Capitaine de grenadiers, il entre en Italie en septembre 1792. Il brûle de combattre pour sa patrie. L'occasion va lui en être offerte.

L'Espagne, à son tour, a déclaré la guerre. Notre héros est appelé sur les Pyrénées. Il a l'influence d'un

général. Pendant cette seule campagne des Pyrénées, 10 000 prisonniers tombèrent entre ses mains. Il est devenu la terreur de l'ennemi.

Dans un voyage en mer, de Bayonne aux côtes de Bretagne, le navire qui porte La Tour d'Auvergne est capturé par les Anglais. Lui-même est emmené prisonnier à Londres. Il est enfin délivré. Avec sa modeste retraite de capitaine (1300 francs de rente) il s'établit dans sa chère Bretagne, chez son ami Le Brigant. Celui-ci, dont quatre fils avaient déjà servi la France, le prie d'user de son influence pour faire exempter son plus jeune enfant de la conscription. La Tour d'Auvergne s'offre luimême à le remplacer. L'armée l'accueille avec joie.

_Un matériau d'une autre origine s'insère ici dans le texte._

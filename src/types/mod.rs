// SPDX-License-Identifier: MPL-2.0
// This Source Code Form is subject to the terms of the Mozilla Public
// License, v. 2.0. If a copy of the MPL was not distributed with this
// file, You can obtain one at https://mozilla.org/MPL/2.0/.

//! Value types for inverter control and configuration.
//!
//! Each constrained type checks its range at construction time, so an
//! invalid value never reaches the network layer.
//!
//! # Types
//!
//! - [`PowerLimit`] - On-grid power setting in watts (-1200 to 1200)
//! - [`PollIntervals`] - Fast and slow polling cadences (each at least 1 s)
//! - [`BatteryStatus`] - Decoded battery status code

mod battery;
mod interval;
mod power;

pub use battery::BatteryStatus;
pub use interval::PollIntervals;
pub use power::PowerLimit;
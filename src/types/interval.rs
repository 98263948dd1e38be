// SPDX-License-Identifier: MPL-2.0
// This Source Code Form is subject to the terms of the Mozilla Public
// License, v. 2.0. If a copy of the MPL was not distributed with this
// file, You can obtain one at https://mozilla.org/MPL/2.0/.

//! Polling interval configuration.

use std::time::Duration;

use crate::error::ValueError;

/// The two independent polling cadences.
///
/// The fast interval drives power/energy readings and the power-limit read;
/// the slow interval drives alarms and device info. The two are not
/// required to be ordered, but each must be at least [`MIN_INTERVAL`](Self::MIN_INTERVAL)
/// so the inverter is not hammered, and at most [`MAX_INTERVAL`](Self::MAX_INTERVAL).
///
/// # Examples
///
/// ```
/// use std::time::Duration;
/// use ezhi_local::types::PollIntervals;
///
/// let intervals = PollIntervals::new(Duration::from_secs(5), Duration::from_secs(60)).unwrap();
/// assert_eq!(intervals.fast(), Duration::from_secs(5));
///
/// assert!(PollIntervals::new(Duration::from_millis(200), Duration::from_secs(60)).is_err());
/// ```
#[derive(Debug, Clone, Copy, PartialEq, Eq, Hash)]
pub struct PollIntervals {
    fast: Duration,
    slow: Duration,
}

impl PollIntervals {
    /// Lowest accepted interval.
    pub const MIN_INTERVAL: Duration = Duration::from_secs(1);
    /// Highest accepted interval.
    pub const MAX_INTERVAL: Duration = Duration::from_secs(24 * 60 * 60);
    /// Default interval for power/energy readings.
    pub const DEFAULT_FAST: Duration = Duration::from_secs(5);
    /// Default interval for alarms and device info.
    pub const DEFAULT_SLOW: Duration = Duration::from_secs(60);

    /// Creates a validated pair of intervals.
    ///
    /// # Errors
    ///
    /// Returns `ValueError::IntervalTooShort` if either interval is below
    /// [`MIN_INTERVAL`](Self::MIN_INTERVAL), or `ValueError::IntervalTooLong`
    /// if either is above [`MAX_INTERVAL`](Self::MAX_INTERVAL).
    pub fn new(fast: Duration, slow: Duration) -> Result<Self, ValueError> {
        Self::check("fast", fast)?;
        Self::check("slow", slow)?;
        Ok(Self { fast, slow })
    }

    /// Creates intervals from whole seconds, as stored by host configuration.
    ///
    /// # Errors
    ///
    /// Returns `ValueError::IntervalTooShort` if either value is zero, or
    /// `ValueError::IntervalTooLong` if either exceeds a day.
    pub fn from_secs(fast: u64, slow: u64) -> Result<Self, ValueError> {
        Self::new(Duration::from_secs(fast), Duration::from_secs(slow))
    }

    fn check(name: &'static str, interval: Duration) -> Result<(), ValueError> {
        if interval < Self::MIN_INTERVAL {
            return Err(ValueError::IntervalTooShort {
                name,
                actual_ms: interval.as_millis(),
                min_ms: Self::MIN_INTERVAL.as_millis(),
            });
        }
        if interval > Self::MAX_INTERVAL {
            return Err(ValueError::IntervalTooLong {
                name,
                actual_ms: interval.as_millis(),
                max_ms: Self::MAX_INTERVAL.as_millis(),
            });
        }
        Ok(())
    }

    /// Returns the fast interval.
    #[must_use]
    pub const fn fast(&self) -> Duration {
        self.fast
    }

    /// Returns the slow interval.
    #[must_use]
    pub const fn slow(&self) -> Duration {
        self.slow
    }
}

impl Default for PollIntervals {
    fn default() -> Self {
        Self {
            fast: Self::DEFAULT_FAST,
            slow: Self::DEFAULT_SLOW,
        }
    }
}

#[cfg(test)]
mod tests {
    use super::*;

    #[test]
    fn defaults_match_integration_defaults() {
        let intervals = PollIntervals::default();
        assert_eq!(intervals.fast(), Duration::from_secs(5));
        assert_eq!(intervals.slow(), Duration::from_secs(60));
    }

    #[test]
    fn floor_is_inclusive() {
        assert!(PollIntervals::new(Duration::from_secs(1), Duration::from_secs(1)).is_ok());
    }

    #[test]
    fn fast_may_exceed_slow() {
        let intervals = PollIntervals::from_secs(120, 30).unwrap();
        assert!(intervals.fast() > intervals.slow());
    }

    #[test]
    fn short_slow_interval_is_named() {
        let err = PollIntervals::new(Duration::from_secs(5), Duration::from_millis(999)).unwrap_err();
        assert!(matches!(
            err,
            ValueError::IntervalTooShort { name: "slow", actual_ms: 999, .. }
        ));
    }

    #[test]
    fn ceiling_is_inclusive() {
        let day = PollIntervals::MAX_INTERVAL;
        assert!(PollIntervals::new(day, day).is_ok());
    }

    #[test]
    fn huge_slow_interval_is_rejected() {
        let err = PollIntervals::new(Duration::from_secs(5), Duration::from_secs(u64::MAX / 2))
            .unwrap_err();
        assert!(matches!(
            err,
            ValueError::IntervalTooLong { name: "slow", max_ms: 86_400_000, .. }
        ));
    }

    #[test]
    fn zero_seconds_rejected() {
        assert!(PollIntervals::from_secs(0, 60).is_err());
    }
}
// SPDX-License-Identifier: MPL-2.0
// This Source Code Form is subject to the terms of the Mozilla Public
// License, v. 2.0. If a copy of the MPL was not distributed with this
// file, You can obtain one at https://mozilla.org/MPL/2.0/.

//! Error types for the `ezhi_local` library.
//!
//! Failures fall into three families that are handled very differently:
//!
//! - [`TransportError`]: a single request to the inverter failed. Recorded on
//!   the affected section of the device state, never fatal.
//! - [`DecodeError`]: the inverter answered, but the payload does not have
//!   the shape this library expects. Treated like a transport failure for
//!   scheduling, but signals a firmware or API change.
//! - [`ValueError`]: a caller-supplied value was rejected before anything
//!   was sent to the device.

use thiserror::Error;

use crate::state::FailureKind;

/// The main error type for this library.
#[derive(Debug, Error)]
pub enum Error {
    /// A caller-supplied value failed validation.
    #[error("value error: {0}")]
    Value(#[from] ValueError),

    /// A request to the inverter failed.
    #[error("transport error: {0}")]
    Transport(#[from] TransportError),

    /// An inverter payload could not be decoded.
    #[error("decode error: {0}")]
    Decode(#[from] DecodeError),

    /// The inverter answered a write request with something other than success.
    #[error("command rejected by device: {0}")]
    CommandRejected(String),

    /// The configuration could not be turned into a working client.
    #[error("invalid configuration: {0}")]
    Config(String),
}

impl Error {
    /// Classifies this error for recording in a section's metadata.
    ///
    /// Returns `None` for errors that never originate from a poll.
    #[must_use]
    pub fn failure_kind(&self) -> Option<FailureKind> {
        match self {
            Self::Transport(err) => Some(err.failure_kind()),
            Self::Decode(err) => Some(err.failure_kind()),
            Self::CommandRejected(_) => Some(FailureKind::Rejected),
            Self::Value(_) | Self::Config(_) => None,
        }
    }
}

/// Errors raised by a single request to the inverter.
#[derive(Debug, Error)]
pub enum TransportError {
    /// The request did not complete within the per-call timeout.
    #[error("request timed out after {after_ms} ms")]
    Timeout {
        /// The timeout that elapsed, in milliseconds.
        after_ms: u64,
    },

    /// The inverter answered with a non-success HTTP status.
    #[error("HTTP {status}")]
    HttpStatus {
        /// The returned status code.
        status: u16,
    },

    /// The request could not be sent or its body could not be read.
    #[error("network error: {0}")]
    Network(String),

    /// The inverter answered, but the body is not valid JSON.
    #[error("malformed JSON body: {0}")]
    MalformedJson(String),

    /// The configured address cannot be used to build a client.
    #[error("invalid address: {0}")]
    InvalidAddress(String),
}

impl TransportError {
    /// Classifies this error for recording in a section's metadata.
    #[must_use]
    pub fn failure_kind(&self) -> FailureKind {
        match self {
            Self::Timeout { .. } => FailureKind::Timeout,
            Self::HttpStatus { .. } => FailureKind::HttpStatus,
            Self::MalformedJson(_) => FailureKind::MalformedJson,
            Self::Network(_) | Self::InvalidAddress(_) => FailureKind::Network,
        }
    }
}

/// Errors raised while decoding an inverter payload.
#[derive(Debug, Error, Clone, PartialEq, Eq)]
pub enum DecodeError {
    /// A required field is absent.
    #[error("missing field in response: {0}")]
    MissingField(String),

    /// A field is present but has the wrong JSON type.
    #[error("field {field} has the wrong type, expected {expected}")]
    TypeMismatch {
        /// The offending field.
        field: String,
        /// What the decoder expected to find.
        expected: &'static str,
    },

    /// A flag uses an encoding the decoder does not know how to read.
    #[error("field {field} uses an unrecognized encoding: {value}")]
    UnrecognizedEncoding {
        /// The offending field.
        field: String,
        /// The raw JSON value, rendered as text.
        value: String,
    },
}

impl DecodeError {
    /// Classifies this error for recording in a section's metadata.
    #[must_use]
    pub fn failure_kind(&self) -> FailureKind {
        match self {
            Self::MissingField(_) => FailureKind::MissingField,
            Self::TypeMismatch { .. } => FailureKind::TypeMismatch,
            Self::UnrecognizedEncoding { .. } => FailureKind::UnrecognizedEncoding,
        }
    }
}

/// Errors related to value validation and constraints.
#[derive(Debug, Error, Clone, PartialEq, Eq)]
pub enum ValueError {
    /// A numeric value is outside the allowed range.
    #[error("value {actual} is out of range [{min}, {max}]")]
    OutOfRange {
        /// Minimum allowed value.
        min: i32,
        /// Maximum allowed value.
        max: i32,
        /// The actual value that was provided.
        actual: i32,
    },

    /// A polling interval is below the allowed floor.
    #[error("{name} interval of {actual_ms} ms is below the minimum of {min_ms} ms")]
    IntervalTooShort {
        /// Which interval was rejected.
        name: &'static str,
        /// The interval that was provided, in milliseconds.
        actual_ms: u128,
        /// The floor, in milliseconds.
        min_ms: u128,
    },

    /// A polling interval is above the allowed ceiling.
    #[error("{name} interval of {actual_ms} ms is above the maximum of {max_ms} ms")]
    IntervalTooLong {
        /// Which interval was rejected.
        name: &'static str,
        /// The interval that was provided, in milliseconds.
        actual_ms: u128,
        /// The ceiling, in milliseconds.
        max_ms: u128,
    },
}

/// A specialized Result type for this library.
pub type Result<T> = std::result::Result<T, Error>;

#[cfg(test)]
mod tests {
    use super::*;

    #[test]
    fn value_error_display() {
        let err = ValueError::OutOfRange {
            min: -1200,
            max: 1200,
            actual: 1500,
        };
        assert_eq!(err.to_string(), "value 1500 is out of range [-1200, 1200]");
    }

    #[test]
    fn interval_error_display() {
        let err = ValueError::IntervalTooShort {
            name: "fast",
            actual_ms: 200,
            min_ms: 1000,
        };
        assert_eq!(
            err.to_string(),
            "fast interval of 200 ms is below the minimum of 1000 ms"
        );
    }

    #[test]
    fn error_from_value_error() {
        let err: Error = ValueError::OutOfRange {
            min: 0,
            max: 1,
            actual: 2,
        }
        .into();
        assert!(matches!(err, Error::Value(ValueError::OutOfRange { .. })));
        assert_eq!(err.failure_kind(), None);
    }

    #[test]
    fn decode_error_display() {
        let err = DecodeError::MissingField("data.pvP".to_string());
        assert_eq!(err.to_string(), "missing field in response: data.pvP");
    }

    #[test]
    fn failure_kinds_are_distinct() {
        let timeout: Error = TransportError::Timeout { after_ms: 5000 }.into();
        let status: Error = TransportError::HttpStatus { status: 500 }.into();
        let decode: Error = DecodeError::UnrecognizedEncoding {
            field: "BatE".to_string(),
            value: "\"yes\"".to_string(),
        }
        .into();

        assert_eq!(timeout.failure_kind(), Some(FailureKind::Timeout));
        assert_eq!(status.failure_kind(), Some(FailureKind::HttpStatus));
        assert_eq!(
            decode.failure_kind(),
            Some(FailureKind::UnrecognizedEncoding)
        );

        let garbled: Error = TransportError::MalformedJson("expected value".to_string()).into();
        assert_eq!(garbled.failure_kind(), Some(FailureKind::MalformedJson));
    }
}
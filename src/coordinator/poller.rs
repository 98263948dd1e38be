// SPDX-License-Identifier: MPL-2.0
// This Source Code Form is subject to the terms of the Mozilla Public
// License, v. 2.0. If a copy of the MPL was not distributed with this
// file, You can obtain one at https://mozilla.org/MPL/2.0/.

//! Section fetches, merging and the fixed-rate timer loop.

use std::sync::Arc;
use std::time::Duration;

use serde_json::Value;
use tokio::sync::watch;
use tokio::task::JoinSet;
use tokio::time::{self, Instant, MissedTickBehavior};
use tracing::{debug, info, warn};

use super::{SectionKind, Shared};
use crate::command::{Command, PowerCommand, ReadCommand};
use crate::error::{DecodeError, Error};
use crate::protocol::{Endpoint, Transport};
use crate::response::{AlarmFlags, DeviceInfo, OutputData, PowerSetting};
use crate::state::{DeviceState, FetchFailure, Section, Stamp};

/// Failures collected during a merge, reported after the publish.
pub(super) type Failures = Vec<(Endpoint, FetchFailure)>;

impl<T: Transport> Shared<T> {
    /// Sends one command through the current transport.
    pub(super) async fn request<C: Command>(&self, command: &C) -> Result<Value, Error> {
        let transport = self.transport();
        let timeout = self.config.read().request_timeout();
        let endpoint = command.endpoint();
        let query = command.query();

        debug!(%endpoint, ?query, timeout_ms = millis(timeout), "Sending request");
        Ok(transport.fetch(endpoint, &query, timeout).await?)
    }

    /// Sends a read command and decodes the answer.
    pub(super) async fn read<C, D>(
        &self,
        command: C,
        decode: fn(&Value) -> Result<D, DecodeError>,
    ) -> Result<D, Error>
    where
        C: Command,
    {
        let payload = self.request(&command).await?;
        Ok(decode(&payload)?)
    }

    /// Fetches every endpoint of a section and publishes one snapshot.
    ///
    /// The caller must hold the section's in-flight claim.
    pub(super) async fn poll(&self, kind: SectionKind) -> Arc<DeviceState> {
        let started = Instant::now();

        let snapshot = match kind {
            SectionKind::Power => {
                let (output, limit) = tokio::join!(
                    self.read(ReadCommand::OutputData, OutputData::decode),
                    self.read(PowerCommand::Get, PowerSetting::decode),
                );
                self.merge(|state, stamp, failures| {
                    record(kind, Endpoint::OutputData, state.power_mut(), output, stamp, failures);
                    record(kind, Endpoint::Power, state.power_limit_mut(), limit, stamp, failures);
                })
            }
            SectionKind::AlarmsAndInfo => {
                let (alarms, info) = tokio::join!(
                    self.read(ReadCommand::Alarm, AlarmFlags::decode),
                    self.read(ReadCommand::DeviceInfo, DeviceInfo::decode),
                );
                self.merge(|state, stamp, failures| {
                    record(kind, Endpoint::Alarm, state.alarms_mut(), alarms, stamp, failures);
                    record(kind, Endpoint::DeviceInfo, state.device_info_mut(), info, stamp, failures);
                })
            }
        };

        let elapsed = started.elapsed();
        let period = kind.period(&self.config.read().intervals());
        if elapsed > period {
            warn!(
                section = %kind,
                elapsed_ms = millis(elapsed),
                period_ms = millis(period),
                "Fetch overran its interval"
            );
        }
        snapshot
    }

    /// Applies `update` to a copy of the current state, re-derives the
    /// battery status and publishes the result once.
    pub(super) fn merge<F>(&self, update: F) -> Arc<DeviceState>
    where
        F: FnOnce(&mut DeviceState, Stamp, &mut Failures),
    {
        let stamp = Stamp::now();
        let stale_after = self.config.read().stale_after();
        let mut failures = Failures::new();

        let snapshot = self.store.publish(|state| {
            update(state, stamp, &mut failures);
            state.derive_battery_status(stamp.mono, stale_after);
        });

        for (endpoint, failure) in &failures {
            self.store.report_failure(*endpoint, failure);
        }
        snapshot
    }
}

/// Records one fetch result on its sub-section.
pub(super) fn record<D>(
    kind: SectionKind,
    endpoint: Endpoint,
    section: &mut Section<D>,
    result: Result<D, Error>,
    stamp: Stamp,
    failures: &mut Failures,
) {
    match result {
        Ok(value) => {
            if section.is_failing() {
                info!(
                    section = %kind,
                    %endpoint,
                    failures = section.consecutive_failures(),
                    "Section recovered"
                );
            }
            section.record_success(value, stamp);
        }
        Err(err) => {
            if err.failure_kind().is_some_and(|k| k.is_decode()) {
                warn!(section = %kind, %endpoint, error = %err, "Payload no longer matches the expected shape");
            } else {
                warn!(section = %kind, %endpoint, error = %err, "Fetch failed");
            }
            section.record_failure(&err, stamp);
            if let Some(failure) = section.last_error() {
                failures.push((endpoint, failure.clone()));
            }
        }
    }
}

/// Drives one section on a fixed-rate schedule until `shutdown` fires.
///
/// Each tick spawns the fetch so the schedule is measured from tick start.
/// A tick that finds the previous fetch still running is skipped. On
/// shutdown, in-flight fetches are allowed to finish; each is bounded by
/// the request timeout.
pub(super) async fn run_timer<T: Transport>(
    shared: Arc<Shared<T>>,
    kind: SectionKind,
    period: Duration,
    first_tick: Instant,
    mut shutdown: watch::Receiver<bool>,
) {
    let mut ticker = time::interval_at(first_tick, period);
    ticker.set_missed_tick_behavior(MissedTickBehavior::Skip);
    let mut in_flight = JoinSet::new();

    info!(section = %kind, period_ms = millis(period), "Section timer started");

    loop {
        tokio::select! {
            biased;
            _ = shutdown.changed() => break,
            Some(joined) = in_flight.join_next() => {
                if let Err(err) = joined {
                    warn!(section = %kind, error = %err, "Fetch task ended abnormally");
                }
                continue;
            }
            _ = ticker.tick() => {}
        }

        let Some(claim) = shared.slot(kind).try_claim() else {
            debug!(section = %kind, "Previous fetch still in flight, skipping tick");
            continue;
        };

        let task_shared = Arc::clone(&shared);
        in_flight.spawn(async move {
            task_shared.poll(kind).await;
            drop(claim);
        });
    }

    while let Some(joined) = in_flight.join_next().await {
        if let Err(err) = joined {
            warn!(section = %kind, error = %err, "Fetch task ended abnormally");
        }
    }
    info!(section = %kind, "Section timer stopped");
}

fn millis(duration: Duration) -> u64 {
    u64::try_from(duration.as_millis()).unwrap_or(u64::MAX)
}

Il arrive: il revoit les vieux compagnons de ses gloires. Chefs et soldats s'empressent autour du héros qui revient partager de nouveau leurs périls. On lui offre de toutes parts grades et distinctions. Il n'accepte pas plus que par le passé. Il a vécu grenadier, grenadier il veut mourir.

Le grand ministre Carnot lui fit obtenir du Premier Consul un sabre d'honneur, avec le titre glorieux de Premier Grenadier des armées de la République.

L'an VIII retrouve La Tour d'Auvergne en Bavière, dans le corps de Moreau. Au combat d'Oberhausen, il est frappé au cœur d'un coup de lance. Il devait être vainqueur jusqu'à la mort.

Ce fut dans l'armée un deuil universel, quand on apprit la mort de La Tour d'Auvergne.

Un monument fut élevé au héros à Oberhausen; les soldats voulurent conserver son cœur, qui fut enchâssé à la hampe du drapeau, et jusqu'en 1814, à chaque appel des grenadiers, on disait: «La Tour d'Auvergne!» et le plus ancien sous-officier répondait: «Mort au champ d'honneur !>>

(D'après Jost et Lefort.)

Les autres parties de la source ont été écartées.